## Work instruction
Where a line of the records contains the word "built", show that line.
═══ Source data
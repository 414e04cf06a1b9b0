// Copyright (c) 2026 Arista Networks, Inc.
// Use of this source code is governed by the Apache License 2.0
// that can be found in the LICENSE file.

//! URI character validation for tag prefixes and verbatim tags.

const URI_PUNCTUATION: &str = ";/?:@&=+$,_.!~*'()#[]-";

/// Returns `true` if `text` is a non-empty run of URI characters.
///
/// Accepts ASCII alphanumerics, the URI punctuation set, `%HH` escaped
/// octets and any non-ASCII character.
#[must_use]
pub fn is_valid_uri(text: &str) -> bool {
    if text.is_empty() {
        return false;
    }
    let mut chars = text.chars();
    while let Some(ch) = chars.next() {
        let valid = match ch {
            '%' => {
                let high = chars.next();
                let low = chars.next();
                matches!((high, low), (Some(h), Some(l)) if h.is_ascii_hexdigit() && l.is_ascii_hexdigit())
            }
            ch if ch.is_ascii_alphanumeric() => true,
            ch if URI_PUNCTUATION.contains(ch) => true,
            ch => !ch.is_ascii(),
        };
        if !valid {
            return false;
        }
    }
    true
}

#[cfg(test)]
mod tests {
    use super::*;

    #[test]
    fn test_valid_uris() {
        for uri in [
            "tag:yaml.org,2002:",
            "tag:example.com,2000:app/",
            "!",
            "!my-",
            "http://example.com/a?b=c&d=e#frag",
            "%21%7e",
            "tag:überall.de:",
        ] {
            assert!(is_valid_uri(uri), "{uri:?} should be valid");
        }
    }

    #[test]
    fn test_invalid_uris() {
        for uri in ["", "has space", "a{b}", "%2", "%zz", "quote\"", "back\\slash", "<>"] {
            assert!(!is_valid_uri(uri), "{uri:?} should be invalid");
        }
    }
}
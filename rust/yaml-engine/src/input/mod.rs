// Copyright (c) 2026 Arista Networks, Inc.
// Use of this source code is governed by the Apache License 2.0
// that can be found in the LICENSE file.

//! Unicode input handling.
//!
//! Every input source is normalized to UTF-8 text before lexing. UTF-8 byte
//! input without transcoding needs is borrowed; everything else is decoded
//! through a [`Transcoder`] into an owned string.

mod encoding;
mod transcoder;

use std::borrow::Cow;
use std::io::Read;

pub use encoding::{Detection, Encoding, detect_bytes, detect_encoding, detect_utf16, detect_utf32};
pub use transcoder::Transcoder;

use crate::error::{EncodingError, Result};

fn drain(transcoder: Transcoder<'_>) -> Result<String> {
    let bytes = transcoder.collect::<Result<Vec<u8>, EncodingError>>()?;
    String::from_utf8(bytes).map_err(|err| {
        EncodingError::InvalidUtf8 {
            offset: err.utf8_error().valid_up_to(),
        }
        .into()
    })
}

/// Decodes a byte input into UTF-8 text, skipping any BOM.
///
/// UTF-8 input is borrowed; the other encodings are transcoded.
///
/// # Errors
///
/// Returns [`Error::InvalidEncoding`](crate::Error::InvalidEncoding) for malformed input.
pub fn decode_bytes(bytes: &[u8]) -> Result<(Detection, Cow<'_, str>)> {
    let transcoder = Transcoder::from_bytes(bytes);
    let detection = transcoder.detection();
    if detection.encoding != Encoding::Utf8 {
        return Ok((detection, Cow::Owned(drain(transcoder)?)));
    }
    let bom_len = detection.bom_len();
    let body = bytes.get(bom_len..).unwrap_or_default();
    match std::str::from_utf8(body) {
        Ok(text) => Ok((detection, Cow::Borrowed(text))),
        Err(err) if err.error_len().is_none() => {
            Err(EncodingError::TruncatedInput(Encoding::Utf8).into())
        }
        Err(err) => Err(EncodingError::InvalidUtf8 {
            offset: bom_len + err.valid_up_to(),
        }
        .into()),
    }
}

/// Decodes UTF-16 code units into UTF-8 text.
///
/// # Errors
///
/// Returns [`Error::InvalidEncoding`](crate::Error::InvalidEncoding) if the
/// units are not UTF-16 or contain an unpaired surrogate.
pub fn decode_utf16(units: &[u16]) -> Result<(Detection, String)> {
    let transcoder = Transcoder::from_utf16(units)?;
    let detection = transcoder.detection();
    Ok((detection, drain(transcoder)?))
}

/// Decodes UTF-32 code units into UTF-8 text.
///
/// # Errors
///
/// Returns [`Error::InvalidEncoding`](crate::Error::InvalidEncoding) if the
/// units are not UTF-32 or contain a value outside the Unicode range.
pub fn decode_utf32(units: &[u32]) -> Result<(Detection, String)> {
    let transcoder = Transcoder::from_utf32(units)?;
    let detection = transcoder.detection();
    Ok((detection, drain(transcoder)?))
}

/// Reads a whole stream and decodes it into UTF-8 text.
///
/// # Errors
///
/// Fails on I/O errors and malformed input.
pub fn read_to_string(mut reader: impl Read) -> Result<(Detection, String)> {
    let mut bytes = Vec::new();
    reader.read_to_end(&mut bytes)?;
    let (detection, text) = decode_bytes(&bytes)?;
    Ok((detection, text.into_owned()))
}
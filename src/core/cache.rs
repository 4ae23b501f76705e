//! RC-011: Recipe cache keyed by record type.
//!
//! Recipes are inserted fully built, so readers never see a partial one.
//! Concurrent first callers may each build; the first insert wins and the
//! rest adopt it.

use super::builder::Builder;
use super::error::{Error, Result};
use super::recipe::Recipe;
use super::record::RecordType;
use rustc_hash::FxHashMap;
use std::any::TypeId;
use std::sync::{Arc, PoisonError, RwLock, RwLockReadGuard, RwLockWriteGuard};
use tracing::debug;

#[derive(Debug)]
pub struct RecipeCache {
    builder: Builder,
    recipes: RwLock<FxHashMap<TypeId, Arc<Recipe>>>,
}

impl RecipeCache {
    pub fn new(builder: Builder) -> Self {
        Self {
            builder,
            recipes: RwLock::new(FxHashMap::default()),
        }
    }

    pub fn builder(&self) -> &Builder {
        &self.builder
    }

    fn read(&self) -> RwLockReadGuard<'_, FxHashMap<TypeId, Arc<Recipe>>> {
        self.recipes.read().unwrap_or_else(PoisonError::into_inner)
    }

    fn write(&self) -> RwLockWriteGuard<'_, FxHashMap<TypeId, Arc<Recipe>>> {
        self.recipes.write().unwrap_or_else(PoisonError::into_inner)
    }

    pub fn get(&self, record_type: RecordType) -> Option<Arc<Recipe>> {
        self.read().get(&record_type.id()).cloned()
    }

    /// Cached recipe for the type, building and inserting one on a miss.
    pub fn get_or_build(&self, record_type: RecordType) -> Result<Arc<Recipe>> {
        if let Some(recipe) = self.get(record_type) {
            return Ok(recipe);
        }
        let built = Arc::new(self.builder.build(record_type)?);
        let mut recipes = self.write();
        let cached = recipes
            .entry(record_type.id())
            .or_insert_with(|| Arc::clone(&built));
        if Arc::ptr_eq(cached, &built) {
            debug!(record = record_type.short_name(), "cached recipe");
        }
        Ok(Arc::clone(cached))
    }

    /// Store a recipe for a record type, replacing any cached one.
    pub fn set(&self, record_type: RecordType, recipe: Recipe) -> Result<()> {
        if !record_type.is_record() {
            return Err(Error::NotARecordType(record_type.name()));
        }
        self.write().insert(record_type.id(), Arc::new(recipe));
        Ok(())
    }

    /// Publish a resolved recipe. If a resolved recipe is already cached for
    /// the type, that one is kept and returned instead.
    pub fn publish_resolved(&self, recipe: Recipe) -> Arc<Recipe> {
        let record_type = recipe.record_type;
        let mut recipes = self.write();
        if let Some(existing) = recipes.get(&record_type.id()) {
            if existing.resolved {
                return Arc::clone(existing);
            }
        }
        let published = Arc::new(recipe);
        recipes.insert(record_type.id(), Arc::clone(&published));
        debug!(record = record_type.short_name(), "published resolved recipe");
        published
    }

    pub fn len(&self) -> usize {
        self.read().len()
    }

    pub fn is_empty(&self) -> bool {
        self.read().is_empty()
    }

    pub fn clear(&self) {
        self.write().clear();
    }
}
══════
## Exercise result
//! Recipes are inserted fully built, so readers never see a partial one.
        let built = Arc::new(self.builder.build(record_type)?);
            .or_insert_with(|| Arc::clone(&built));
        if Arc::ptr_eq(cached, &built) {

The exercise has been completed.